____ Record extracts

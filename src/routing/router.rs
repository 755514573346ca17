//! Priority-ordered route matching.

use crate::config::schema::{MatchType, Route};

/// Ordered collection of routes, matched first-hit in ascending priority.
///
/// Ties keep insertion order, so iteration order equals match-attempt order.
#[derive(Debug, Clone, Default)]
pub struct RoutingTable {
    routes: Vec<Route>,
}

impl RoutingTable {
    pub fn new() -> Self {
        Self::default()
    }

    /// Build a table from a config's route list.
    pub fn from_routes(routes: &[Route]) -> Self {
        let mut table = Self::new();
        for route in routes {
            table.add(route.clone());
        }
        table
    }

    /// Append a route, keeping the table stably sorted by priority.
    pub fn add(&mut self, route: Route) {
        self.routes.push(route);
        self.routes.sort_by_key(|r| r.priority);
    }

    pub fn clear(&mut self) {
        self.routes.clear();
    }

    /// First route matching `path`, in priority order.
    pub fn match_route(&self, path: &str) -> Option<&Route> {
        self.routes.iter().find(|route| Self::is_match(path, route))
    }

    pub fn routes(&self) -> &[Route] {
        &self.routes
    }

    pub fn len(&self) -> usize {
        self.routes.len()
    }

    pub fn is_empty(&self) -> bool {
        self.routes.is_empty()
    }

    fn is_match(path: &str, route: &Route) -> bool {
        match route.match_type {
            MatchType::Exact => path == route.path_pattern,
            MatchType::Prefix => path.starts_with(&route.path_pattern),
        }
    }
}
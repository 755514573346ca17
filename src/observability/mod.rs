//! Observability subsystem.
//!
//! Structured logging via the `tracing` ecosystem; each request carries a
//! request id through every handler log line. Leveled output goes to
//! stderr and to the configured log file.

pub mod logging;
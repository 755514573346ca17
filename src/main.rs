//! Gateway binary entry point.

use std::path::PathBuf;
use std::process::ExitCode;

use clap::Parser;

use http_gateway::config::loader::load_config;
use http_gateway::gateway::Gateway;
use http_gateway::lifecycle::signals;
use http_gateway::observability::logging;

#[derive(Parser)]
#[command(
    name = "gateway",
    version,
    about = "HTTP/1.1 reverse-proxy gateway with hot-reloadable routing"
)]
struct Cli {
    /// Path to the JSON configuration file.
    #[arg(default_value = "config/config.json")]
    config: PathBuf,
}

#[tokio::main]
async fn main() -> ExitCode {
    let cli = Cli::parse();

    let config = match load_config(&cli.config) {
        Ok(config) => config,
        Err(e) => {
            eprintln!("configuration error: {e}");
            return ExitCode::FAILURE;
        }
    };

    if let Err(e) = logging::init(&config.log_level, &config.log_file) {
        eprintln!("failed to initialise logging: {e}");
        return ExitCode::FAILURE;
    }

    tracing::info!(
        version = env!("CARGO_PKG_VERSION"),
        listen_port = config.listen_port,
        log_level = %config.log_level,
        backend_timeout_ms = config.backend_timeout_ms,
        routes = config.routes.len(),
        "gateway starting"
    );

    let mut gateway = Gateway::new(config, &cli.config);
    if let Err(e) = gateway.start().await {
        tracing::error!(error = %e, "failed to start gateway");
        eprintln!("fatal: failed to start gateway: {e}");
        return ExitCode::FAILURE;
    }
    gateway.enable_hot_reload();

    signals::shutdown_signal().await;

    gateway.disable_hot_reload().await;
    gateway.stop().await;
    tracing::info!("gateway stopped");
    ExitCode::SUCCESS
}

________

## What to produce:
Return the data above in full, keeping each line exactly as it stands.

## Result of the task:
filename src/routing/router.rs
repository 755514573346ca17
//! Priority-ordered route matching.

use crate::config::schema::{MatchType, Route};

/// Ordered collection of routes, matched first-hit in ascending priority.
///
/// Ties keep insertion order, so iteration order equals match-attempt order.
#[derive(Debug, Clone, Default)]
pub struct RoutingTable {
    routes: Vec<Route>,
}

impl RoutingTable {
    pub fn new() -> Self {
        Self::default()
    }

    /// Build a table from a config's route list.
    pub fn from_routes(routes: &[Route]) -> Self {
        let mut table = Self::new();
        for route in routes {
            table.add(route.clone());
        }
        table
    }

    /// Append a route, keeping the table stably sorted by priority.
    pub fn add(&mut self, route: Route) {
        self.routes.push(route);
        self.routes.sort_by_key(|r| r.priority);
    }

    pub fn clear(&mut self) {
        self.routes.clear();
    }

    /// First route matching `path`, in priority order.
    pub fn match_route(&self, path: &str) -> Option<&Route> {
        self.routes.iter().find(|route| Self::is_match(path, route))
    }

    pub fn routes(&self) -> &[Route] {
        &self.routes
    }

    pub fn len(&self) -> usize {
        self.routes.len()
    }

    pub fn is_empty(&self) -> bool {
        self.routes.is_empty()
    }

    fn is_match(path: &str, route: &Route) -> bool {
        match route.match_type {
            MatchType::Exact => path == route.path_pattern,
            MatchType::Prefix => path.starts_with(&route.path_pattern),
        }
    }
}
repository 755514573346ca17
filename src/observability/mod.rs
//! Observability subsystem.
//!
//! Structured logging via the `tracing` ecosystem; each request carries a
//! request id through every handler log line. Leveled output goes to
//! stderr and to the configured log file.

pub mod logging;
repository 755514573346ca17
filename src/main.rs
//! Gateway binary entry point.

use std::path::PathBuf;
use std::process::ExitCode;

use clap::Parser;

use http_gateway::config::loader::load_config;
use http_gateway::gateway::Gateway;
use http_gateway::lifecycle::signals;
use http_gateway::observability::logging;

#[derive(Parser)]
#[command(
    name = "gateway",
    version,
    about = "HTTP/1.1 reverse-proxy gateway with hot-reloadable routing"
)]
struct Cli {
    /// Path to the JSON configuration file.
    #[arg(default_value = "config/config.json")]
    config: PathBuf,
}

#[tokio::main]
async fn main() -> ExitCode {
    let cli = Cli::parse();

    let config = match load_config(&cli.config) {
        Ok(config) => config,
        Err(e) => {
            eprintln!("configuration error: {e}");
            return ExitCode::FAILURE;
        }
    };

    if let Err(e) = logging::init(&config.log_level, &config.log_file) {
        eprintln!("failed to initialise logging: {e}");
        return ExitCode::FAILURE;
    }

    tracing::info!(
        version = env!("CARGO_PKG_VERSION"),
        listen_port = config.listen_port,
        log_level = %config.log_level,
        backend_timeout_ms = config.backend_timeout_ms,
        routes = config.routes.len(),
        "gateway starting"
    );

    let mut gateway = Gateway::new(config, &cli.config);
    if let Err(e) = gateway.start().await {
        tracing::error!(error = %e, "failed to start gateway");
        eprintln!("fatal: failed to start gateway: {e}");
        return ExitCode::FAILURE;
    }
    gateway.enable_hot_reload();

    signals::shutdown_signal().await;

    gateway.disable_hot_reload().await;
    gateway.stop().await;
    tracing::info!("gateway stopped");
    ExitCode::SUCCESS
}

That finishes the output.